Bottom line: LeEco and Coolpad could see a brief surge in smartphone sales due to strong promotional efforts, but will rapidly fade when consumers realize its models are the same as many other products on the market.
Just a day after the release of new data showing the surging Oppo was close to stealing China’s smartphone crown from a stumbling Huawei, sector newcomer and online video superstar LeEco (Shenzhen: 300104) is talking up new sales targets that imply it believes it can win the title as soon as next year. That’s quite big talk for a company that only entered the smartphone business last year and has never finished among the top 5 vendors for China. But LeEco CEO Jia Yueting has never been afraid of making such bold predictions, following a Chinese tradition that has seen similar big talk come from most of the nation’s other major smartphone makers.
I said just yesterday that China’s smartphone crown has become a dubious honor, since most companies that have earned the distinction have sputtered not long afterwards due intense competition and ultra-fast product cycles. (previous post) Companies that have followed that trajectory include Samsung (Seoul: 005930), Xiaomi and Apple (Nasdaq: AAPL), and now current leader Huawei looks set for a similar fate due to a rising challenge from the homegrown Oppo.

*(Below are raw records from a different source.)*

use std::convert::Infallible;

use approx::assert_relative_eq;
use thiserror::Error;

use eigenwell_core::{EquationProblem, Model};

use super::{
    Action, BracketError, Config, Error, Event, Precondition, Status, solve, solve_unobserved,
};

/// Model that squares its input.
struct SquareModel;

impl Model for SquareModel {
    type Input = f64;
    type Output = f64;
    type Error = Infallible;

    fn call(&self, input: &f64) -> Result<f64, Self::Error> {
        Ok(input * input)
    }
}

/// Equation problem that drives the model output to a target value.
struct TargetOutputProblem {
    target: f64,
}

impl EquationProblem<1> for TargetOutputProblem {
    type Input = f64;
    type Output = f64;
    type Error = Infallible;

    fn input(&self, x: &[f64; 1]) -> Result<f64, Self::Error> {
        Ok(x[0])
    }

    fn residuals(&self, _input: &f64, output: &f64) -> Result<[f64; 1], Self::Error> {
        Ok([output - self.target])
    }
}

#[test]
fn finds_square_root_within_tolerance() {
    let problem = TargetOutputProblem { target: 9.0 };

    let solution = solve_unobserved(&SquareModel, &problem, [0.0, 10.0], &Config::default())
        .expect("should solve");

    assert_eq!(solution.status, Status::Converged);
    assert!(solution.bracket[1] - solution.bracket[0] <= 1e-12);
    assert!(solution.x >= 0.0 && solution.x <= 10.0);
    assert_relative_eq!(solution.x, 3.0, epsilon = 1e-11);
    assert_relative_eq!(solution.snapshot.output, 9.0, epsilon = 1e-10);
}

#[test]
fn reports_left_endpoint_of_final_bracket() {
    let problem = TargetOutputProblem { target: 2.0 };
    let config = Config::new(1e-3).expect("valid tolerance");

    let solution =
        solve_unobserved(&SquareModel, &problem, [1.0, 2.0], &config).expect("should solve");

    assert_eq!(solution.x, solution.bracket[0]);
    assert!(solution.x <= 2.0_f64.sqrt());
    assert!(solution.bracket[1] >= 2.0_f64.sqrt());
    assert_relative_eq!(solution.residual, solution.x * solution.x - 2.0);
}

#[test]
fn bracket_width_halves_each_iteration() {
    let problem = TargetOutputProblem { target: 5.0 };

    let mut widths = Vec::new();
    let observer = |event: &Event<'_, f64, f64>| {
        widths.push(event.width());
        None
    };

    let solution = solve(&SquareModel, &problem, [0.0, 8.0], &Config::default(), observer)
        .expect("should solve");

    assert_eq!(widths.len(), solution.iters);
    assert_relative_eq!(widths[0], 8.0);
    for pair in widths.windows(2) {
        assert_relative_eq!(pair[1], 0.5 * pair[0], max_relative = 1e-12);
    }
}

#[test]
fn iteration_count_matches_halvings() {
    let problem = TargetOutputProblem { target: 5.0 };
    let config = Config::new(1.0 / 1024.0).expect("valid tolerance");

    let solution =
        solve_unobserved(&SquareModel, &problem, [0.0, 8.0], &config).expect("should solve");

    // 8 / 2^13 = 1/1024
    assert_eq!(solution.iters, 13);
}

#[test]
fn observer_can_stop_iteration() {
    let problem = TargetOutputProblem { target: 9.0 };

    let mut calls = 0usize;
    let observer = |event: &Event<'_, f64, f64>| {
        calls += 1;
        (event.iter >= 3).then_some(Action::StopEarly)
    };

    let solution = solve(&SquareModel, &problem, [0.0, 10.0], &Config::default(), observer)
        .expect("should stop cleanly");

    assert_eq!(solution.status, Status::StoppedByObserver);
    assert_eq!(solution.iters, 3);
    assert_eq!(calls, 3);
}

#[test]
fn normalizes_reversed_bracket() {
    let problem = TargetOutputProblem { target: 36.0 };

    let solution = solve_unobserved(&SquareModel, &problem, [10.0, 0.0], &Config::default())
        .expect("should solve with reversed bracket");

    assert_eq!(solution.status, Status::Converged);
    assert_relative_eq!(solution.x, 6.0, epsilon = 1e-10);
}

#[test]
fn errors_on_zero_width_bracket() {
    let problem = TargetOutputProblem { target: 25.0 };

    let result = solve_unobserved(&SquareModel, &problem, [5.0, 5.0], &Config::default());

    assert!(matches!(
        result,
        Err(Error::InvalidBracket(BracketError::ZeroWidth { .. }))
    ));
}

#[test]
fn errors_on_non_finite_bracket() {
    let problem = TargetOutputProblem { target: 67.0 };

    let result = solve_unobserved(&SquareModel, &problem, [f64::NAN, 10.0], &Config::default());
    assert!(matches!(
        result,
        Err(Error::InvalidBracket(BracketError::NonFinite { .. }))
    ));

    let result = solve_unobserved(
        &SquareModel,
        &problem,
        [0.0, f64::INFINITY],
        &Config::default(),
    );
    assert!(matches!(
        result,
        Err(Error::InvalidBracket(BracketError::NonFinite { .. }))
    ));
}

#[test]
fn errors_on_no_sign_change() {
    let problem = TargetOutputProblem { target: 9.0 };

    // Both endpoints are above the target.
    let result = solve_unobserved(&SquareModel, &problem, [5.0, 10.0], &Config::default());

    let Err(Error::InvalidBracket(BracketError::NoSignChange {
        left_residual,
        right_residual,
        ..
    })) = result
    else {
        panic!("expected a sign-change error, got {result:?}");
    };
    assert_relative_eq!(left_residual, 16.0);
    assert_relative_eq!(right_residual, 91.0);
}

/// Model whose output is `1e-200 · (x - offset)`.
struct Tiny {
    offset: f64,
}

impl Model for Tiny {
    type Input = f64;
    type Output = f64;
    type Error = Infallible;

    fn call(&self, input: &f64) -> Result<f64, Self::Error> {
        Ok(1e-200 * (input - self.offset))
    }
}

#[test]
fn tiny_residuals_without_sign_change_are_rejected() {
    let model = Tiny { offset: -10.0 };
    let problem = TargetOutputProblem { target: 0.0 };

    let result = solve_unobserved(&model, &problem, [1.0, 2.0], &Config::default());

    assert!(matches!(
        result,
        Err(Error::InvalidBracket(BracketError::NoSignChange { .. }))
    ));
}

#[test]
fn tiny_residuals_still_bisect() {
    let model = Tiny { offset: 1.5 };
    let problem = TargetOutputProblem { target: 0.0 };
    let config = Config::new(1e-9).expect("valid tolerance");

    let solution = solve_unobserved(&model, &problem, [1.0, 2.0], &config).expect("should solve");

    assert_eq!(solution.status, Status::Converged);
    assert_relative_eq!(solution.x, 1.5, epsilon = 1e-8);
}

#[test]
fn assumed_bracket_skips_sign_check() {
    let problem = TargetOutputProblem { target: 9.0 };
    let config = Config::default().with_precondition(Precondition::Assume);

    // Without a root inside, the bracket collapses onto the right endpoint.
    let solution =
        solve_unobserved(&SquareModel, &problem, [5.0, 10.0], &config).expect("no sign check");

    assert_eq!(solution.status, Status::Converged);
    assert_relative_eq!(solution.x, 10.0, epsilon = 1e-11);
}

#[test]
fn errors_on_invalid_config() {
    let problem = TargetOutputProblem { target: 4.0 };

    for x_abs_tol in [0.0, -1.0, f64::NAN] {
        let config = Config {
            x_abs_tol,
            ..Config::default()
        };
        let result = solve_unobserved(&SquareModel, &problem, [0.0, 10.0], &config);
        assert!(matches!(result, Err(Error::InvalidConfig(_))));
    }
}

#[test]
fn stalls_when_tolerance_is_below_float_resolution() {
    let problem = TargetOutputProblem { target: 5.0 };
    let config = Config::new(1e-300).expect("tiny but positive");

    let solution =
        solve_unobserved(&SquareModel, &problem, [2.0, 3.0], &config).expect("should stop");

    assert_eq!(solution.status, Status::Stalled);
    let [left, right] = solution.bracket;
    assert!(right > left);
    assert_relative_eq!(solution.x, 5.0_f64.sqrt(), epsilon = 1e-15);
}

#[test]
fn endpoint_root_is_accepted() {
    let problem = TargetOutputProblem { target: 4.0 };

    let solution = solve_unobserved(&SquareModel, &problem, [2.0, 5.0], &Config::default())
        .expect("root on the left endpoint");

    // f(left) == 0, so every midpoint moves the right endpoint.
    assert_relative_eq!(solution.x, 2.0);
    assert_relative_eq!(solution.residual, 0.0);
}

/// Residual that is non-finite above a threshold.
struct Blowup;

impl Model for Blowup {
    type Input = f64;
    type Output = f64;
    type Error = Infallible;

    fn call(&self, input: &f64) -> Result<f64, Self::Error> {
        Ok(if *input > 4.0 { f64::INFINITY } else { input - 1.0 })
    }
}

#[test]
fn errors_on_non_finite_residual() {
    let problem = TargetOutputProblem { target: 0.0 };

    let result = solve_unobserved(&Blowup, &problem, [0.0, 5.0], &Config::default());

    assert!(matches!(result, Err(Error::NonFiniteResidual { x, .. }) if x == 5.0));
}

#[derive(Debug, Error)]
#[error("model failed at x={0}")]
struct Failure(f64);

/// Model that fails for negative input.
struct FailsBelowZero;

impl Model for FailsBelowZero {
    type Input = f64;
    type Output = f64;
    type Error = Failure;

    fn call(&self, input: &f64) -> Result<f64, Self::Error> {
        if *input < 0.0 {
            Err(Failure(*input))
        } else {
            Ok(*input)
        }
    }
}

#[test]
fn model_failure_propagates() {
    let problem = TargetOutputProblem { target: 1.0 };

    let result = solve_unobserved(&FailsBelowZero, &problem, [-1.0, 3.0], &Config::default());

    assert!(matches!(result, Err(Error::Model(_))));
}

If LeEco has its way, it will soon supplant Oppo to become China’s’ biggest player. We should qualify that statement slightly, since the 50-60 million smartphones the company is targeting this year and 100 million for 2017 includes both LeEco and Coopad (HKEx: 2369) brand phones. That’s because LeEco became Coolpad’s largest stakeholder in June, after boosting its 11 percent of the struggling Hong Kong-listed company to the current 29 percent.
Following LeEco’s takeover, the company last week tossed out Coolpad’s chairman and CEO and installed Jia as new chairman. Now LeEco, formerly known as LeTV, has appointed Liu Jiangfeng as Coolpad’s official turnaround man, giving him the CEO position. (Chinese article) LeEco announced the appointment at an event to roll out the first new LeEco smartphone model since Jia took control of Coolpad.

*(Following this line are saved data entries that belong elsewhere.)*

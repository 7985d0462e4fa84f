use std::error::Error as StdError;

/// A family of equation problems indexed by a scalar parameter.
///
/// Closures of the form `Fn(f64) -> Result<P, E>` implement `Family`.
pub trait Family {
    type Problem;
    type Error: StdError + Send + Sync + 'static;

    /// Builds the problem for a parameter value.
    ///
    /// # Errors
    ///
    /// Returns [`Self::Error`] if no problem exists for `param`.
    fn problem(&self, param: f64) -> Result<Self::Problem, Self::Error>;
}

impl<P, E, F> Family for F
where
    F: Fn(f64) -> Result<P, E>,
    E: StdError + Send + Sync + 'static,
{
    type Problem = P;
    type Error = E;

    fn problem(&self, param: f64) -> Result<P, E> {
        self(param)
    }
}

Liu actually has quite strong credentials, coming to Coolpad from China market leader Huawei, where he was head of the company’s Honor sub-brand. Honor has been an important part of Huawei’s overall growth story, and its positioning as an independent brand means that Liu has experience in such brand building.

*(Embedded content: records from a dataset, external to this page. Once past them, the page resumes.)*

use eigenwell_core::Snapshot;

use crate::equation::Evaluation;

/// Why a Newton solve stopped without converging.
#[derive(Debug, Clone, Copy, PartialEq, Eq)]
#[cfg_attr(feature = "serde", derive(serde::Serialize, serde::Deserialize))]
pub enum Reason {
    /// The derivative estimate fell below `min_derivative`.
    FlatDerivative,

    /// The derivative estimate exceeded `max_derivative`.
    SteepDerivative,

    /// The update limit was reached.
    MaxIters,
}

/// Indicates how the Newton solver terminated.
#[derive(Debug, Clone, Copy, PartialEq, Eq)]
#[cfg_attr(feature = "serde", derive(serde::Serialize, serde::Deserialize))]
pub enum Status {
    /// The residual met the configured tolerance.
    Converged,

    /// The solver stopped on a numerical guard or the iteration limit.
    Unconverged(Reason),

    /// Stopped early due to an observer decision.
    StoppedByObserver,
}

/// The result of a Newton solve.
///
/// `x` is always the last iterate, whatever the status, so callers that do
/// not care about convergence can use it directly.
#[derive(Debug, Clone)]
pub struct Solution<I, O> {
    /// Final solver status.
    pub status: Status,

    /// Last iterate.
    pub x: f64,

    /// Residual at the last iterate.
    pub residual: f64,

    /// Snapshot at the last iterate.
    pub snapshot: Snapshot<I, O>,

    /// Number of updates performed.
    pub iters: usize,
}

impl<I, O> Solution<I, O> {
    /// Constructs a solution from an evaluation result.
    pub(super) fn from_eval(eval: Evaluation<I, O>, status: Status, iters: usize) -> Self {
        Self {
            status,
            x: eval.x,
            residual: eval.residual,
            snapshot: eval.snapshot,
            iters,
        }
    }

    /// Returns true if the residual met the configured tolerance.
    #[must_use]
    pub fn is_converged(&self) -> bool {
        self.status == Status::Converged
    }

    /// Returns the reason the solve stopped short, if it did.
    #[must_use]
    pub fn unconverged_reason(&self) -> Option<Reason> {
        match self.status {
            Status::Unconverged(reason) => Some(reason),
            Status::Converged | Status::StoppedByObserver => None,
        }
    }
}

In this case, Liu’s job will be both brand building and also brand re-building. That’s because LeEco is a completely new brand with little recognition since its launch last year. But Coolpad is a much older name, and was one of China’s early leaders in the smartphone space before losing its edge over the last 2 years.
Liu and Jia will certainly have their work cut out for them, especially in meeting their ambitious sales targets. No China targets were given for the 2016 and 2017 goals, but it’s probably fair to say that China should account for at least 80 percent of those totals. That would translate to 40-48 million smartphone sales in China this year, and 80 million next year.
By comparison, total smartphone sales in China now number about 400 million annually. That would mean LeEco and Coolpad would need to get at least 10 percent of the market this year and 20 percent next year to meet their targets. By comparison, market leader Huawei had just 17.2 percent of the market in the second quarter, and even the fifth largest player, Apple had just 7.8 percent.
I’ve previously predicted that LeEco is a disaster waiting to happen, and one of the first places we could see such a collapse is in smartphones. One of the company’s biggest handicaps will be product development, since Coolpad was traditionally a maker of cheap smartphones that look and function like most other models on the market. There’s no reason it can’t gradually accumulate experience to make higher-end models to differentiate itself from the crowd. But such a process takes time, and many others in the market are also trying to make a similar transition.